The Unknown in the Machine
What evil lurks in the heart of an airplane?
By Peter Garrison
Flying Magazine
September 24, 2019
In December 1996, a pilot and his companion checked out a Beech T-34 Mentor from the flying club at the Memphis Naval Air Station in Millington, Tennessee. They departed at about 4:15 in the afternoon on a 300-nautical-mile trip to Bay St. Louis, Mississippi. By the time they approached the Gulf Coast, it was dark.

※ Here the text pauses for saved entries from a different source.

//! Typed error taxonomy for the proxy.
//!
//! Every variant maps onto a JSON-RPC error code so inbound failures can be
//! answered without inspecting strings. Outbound protocol errors travel
//! through [`ProxyError::Protocol`] untouched.

use mcp_types::JSONRPCErrorError;
use serde_json::Value;

/// JSON-RPC error codes used on the inbound surface.
pub mod codes {
    pub const INTERNAL_SERVER_ERROR: i64 = -32000;
    pub const TRANSPORT_NOT_FOUND: i64 = -32001;
    pub const CLIENT_CONNECTION_ERROR: i64 = -32003;
    pub const RESOURCE_NOT_FOUND: i64 = -32004;
    pub const TOOL_NOT_FOUND: i64 = -32005;
    pub const PROMPT_NOT_FOUND: i64 = -32006;
    pub const OPERATION_TIMEOUT: i64 = -32007;
    pub const CAPABILITY_NOT_SUPPORTED: i64 = -32009;
    pub const INVALID_PARAMS: i64 = -32602;
    pub const METHOD_NOT_FOUND: i64 = -32601;
}

/// The entity kinds an addressed request can name.
#[derive(Debug, Clone, Copy, PartialEq, Eq)]
pub enum EntityKind {
    Resource,
    Tool,
    Prompt,
}

impl EntityKind {
    fn label(self) -> &'static str {
        match self {
            EntityKind::Resource => "resource",
            EntityKind::Tool => "tool",
            EntityKind::Prompt => "prompt",
        }
    }
}

#[derive(Debug, Clone, thiserror::Error)]
pub enum ProxyError {
    #[error("failed to connect to `{name}`: {message}")]
    ClientConnection { name: String, message: String },

    #[error("unknown outbound server `{name}`")]
    ClientNotFound { name: String },

    #[error("`{operation}` failed for `{name}`: {message}")]
    ClientOperation {
        name: String,
        operation: String,
        message: String,
    },

    #[error("transport error for `{name}`: {message}")]
    Transport { name: String, message: String },

    #[error("validation failed: {message}")]
    Validation { message: String },

    #[error("invalid request: {message}")]
    InvalidRequest { message: String },

    #[error("{} `{name}` not found", .kind.label())]
    NotFound { kind: EntityKind, name: String },

    #[error("operation timed out after {timeout_ms} ms")]
    Timeout { timeout_ms: u64 },

    #[error("server `{name}` does not support `{capability}`")]
    CapabilityNotSupported { name: String, capability: String },

    /// Requested tags are not covered by the granted OAuth scopes. The HTTP
    /// layer maps this onto `403 insufficient_scope`.
    #[error("tags not covered by granted scopes: {}", .tags.join(", "))]
    InsufficientScope { tags: Vec<String> },

    /// A protocol-level error from an outbound server, surfaced unchanged.
    #[error("upstream error {}: {}", .0.code, .0.message)]
    Protocol(JSONRPCErrorError),

    #[error("{message}")]
    Internal {
        message: String,
        data: Option<Value>,
    },
}

impl From<serde_json::Error> for ProxyError {
    fn from(err: serde_json::Error) -> Self {
        ProxyError::Internal {
            message: "internal server error".to_string(),
            data: Some(Value::String(err.to_string())),
        }
    }
}

impl ProxyError {
    pub fn validation(message: impl Into<String>) -> Self {
        ProxyError::Validation {
            message: message.into(),
        }
    }

    pub fn invalid_request(message: impl Into<String>) -> Self {
        ProxyError::InvalidRequest {
            message: message.into(),
        }
    }

    pub fn internal(message: impl Into<String>) -> Self {
        ProxyError::Internal {
            message: message.into(),
            data: None,
        }
    }

    pub fn code(&self) -> i64 {
        match self {
            ProxyError::ClientConnection { .. } => codes::CLIENT_CONNECTION_ERROR,
            ProxyError::ClientNotFound { .. } => codes::TRANSPORT_NOT_FOUND,
            ProxyError::ClientOperation { .. } => codes::INTERNAL_SERVER_ERROR,
            ProxyError::Transport { .. } => codes::TRANSPORT_NOT_FOUND,
            ProxyError::Validation { .. } => codes::INVALID_PARAMS,
            ProxyError::InvalidRequest { .. } => codes::INVALID_PARAMS,
            ProxyError::NotFound { kind, .. } => match kind {
                EntityKind::Resource => codes::RESOURCE_NOT_FOUND,
                EntityKind::Tool => codes::TOOL_NOT_FOUND,
                EntityKind::Prompt => codes::PROMPT_NOT_FOUND,
            },
            ProxyError::Timeout { .. } => codes::OPERATION_TIMEOUT,
            ProxyError::CapabilityNotSupported { .. } => codes::CAPABILITY_NOT_SUPPORTED,
            ProxyError::InsufficientScope { .. } => codes::INVALID_PARAMS,
            ProxyError::Protocol(err) => err.code,
            ProxyError::Internal { .. } => codes::INTERNAL_SERVER_ERROR,
        }
    }

    /// True for failures worth retrying: the transport broke or the call
    /// timed out. Protocol-level answers are final.
    pub fn is_retryable(&self) -> bool {
        matches!(
            self,
            ProxyError::Transport { .. } | ProxyError::Timeout { .. }
        )
    }

    /// Convert into the wire-level error object. Protocol errors pass
    /// through verbatim, everything else keeps its taxonomy code and a
    /// sanitized message.
    pub fn to_error_object(&self) -> JSONRPCErrorError {
        match self {
            ProxyError::Protocol(err) => err.clone(),
            other => JSONRPCErrorError {
                code: other.code(),
                message: other.to_string(),
                data: match other {
                    ProxyError::Internal { data, .. } => data.clone(),
                    _ => None,
                },
            },
        }
    }

    /// Wrap an untyped cause. Typed errors pass through; anything else
    /// becomes an internal error carrying the original message as data.
    pub fn wrap(cause: anyhow::Error) -> Self {
        match cause.downcast::<ProxyError>() {
            Ok(err) => err,
            Err(cause) => ProxyError::Internal {
                message: "internal server error".to_string(),
                data: Some(Value::String(format!("{cause:#}"))),
            },
        }
    }
}

#[cfg(test)]
mod tests {
    use pretty_assertions::assert_eq;

    use super::*;

    #[test]
    fn codes_follow_the_taxonomy() {
        assert_eq!(
            ProxyError::ClientNotFound {
                name: "a".to_string()
            }
            .code(),
            codes::TRANSPORT_NOT_FOUND
        );
        assert_eq!(
            ProxyError::NotFound {
                kind: EntityKind::Tool,
                name: "t".to_string()
            }
            .code(),
            codes::TOOL_NOT_FOUND
        );
        assert_eq!(
            ProxyError::CapabilityNotSupported {
                name: "a".to_string(),
                capability: "tools".to_string()
            }
            .code(),
            codes::CAPABILITY_NOT_SUPPORTED
        );
    }

    #[test]
    fn protocol_errors_pass_through_unchanged() {
        let upstream = JSONRPCErrorError {
            code: -32601,
            message: "method not found".to_string(),
            data: None,
        };
        let err = ProxyError::Protocol(upstream.clone());
        assert_eq!(err.to_error_object(), upstream);
    }

    #[test]
    fn wrap_preserves_typed_errors() {
        let typed = ProxyError::Timeout { timeout_ms: 5 };
        let wrapped = ProxyError::wrap(anyhow::Error::new(typed));
        assert!(matches!(wrapped, ProxyError::Timeout { timeout_ms: 5 }));
    }

    #[test]
    fn wrap_hides_raw_causes_behind_internal() {
        let wrapped = ProxyError::wrap(anyhow::anyhow!("socket exploded"));
        let obj = wrapped.to_error_object();
        assert_eq!(obj.code, codes::INTERNAL_SERVER_ERROR);
        assert_eq!(obj.message, "internal server error");
        assert_eq!(
            obj.data,
            Some(serde_json::Value::String("socket exploded".to_string()))
        );
    }

    #[test]
    fn only_transport_failures_are_retryable() {
        assert!(
            ProxyError::Transport {
                name: "a".to_string(),
                message: "reset".to_string()
            }
            .is_retryable()
        );
        assert!(ProxyError::Timeout { timeout_ms: 1 }.is_retryable());
        assert!(
            !ProxyError::Protocol(JSONRPCErrorError {
                code: -1,
                message: String::new(),
                data: None
            })
            .is_retryable()
        );
        assert!(!ProxyError::validation("bad").is_retryable());
    }
}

Several witnesses reported seeing the airplane—or at least its navigation and anti-collision lights—flying westbound “oscillating both vertically and laterally” and then “rotating about the longitudinal axis” before pitching nose-down. The pitch of the engine sound was heard rising, then there was a sound like an explosion, followed by that of an impact with the ground.
The pilot had not been in contact with any ground station, but Houston ATC radar recorded a target that was most likely the T-34. Squawking 1200, the target flew at 3,500 feet for 12 minutes then began a gradual descent. After two minutes, it abruptly climbed from 3,200 feet to 3,600 feet in 12 seconds, then descended 1,500 feet in the next 12 seconds before disappearing from radar. During this time, the direction of flight was generally south- or southeast-bound, not westbound, as witnesses reported. The discrepancy was unexplained.
The wreckage of the T-34 was found about two-tenths of a mile south of the location of the last recorded transponder code, in an area with “minimal ground-reference lights.” It appeared that the right wing had separated in flight, followed by the empennage surfaces.
The National Transportation Safety Board attributed the accident to “the noninstrument-rated pilot’s intentional operation of the airplane with known…inoperative attitude indicator and directional gyro…with an estimated time of arrival after official twilight.”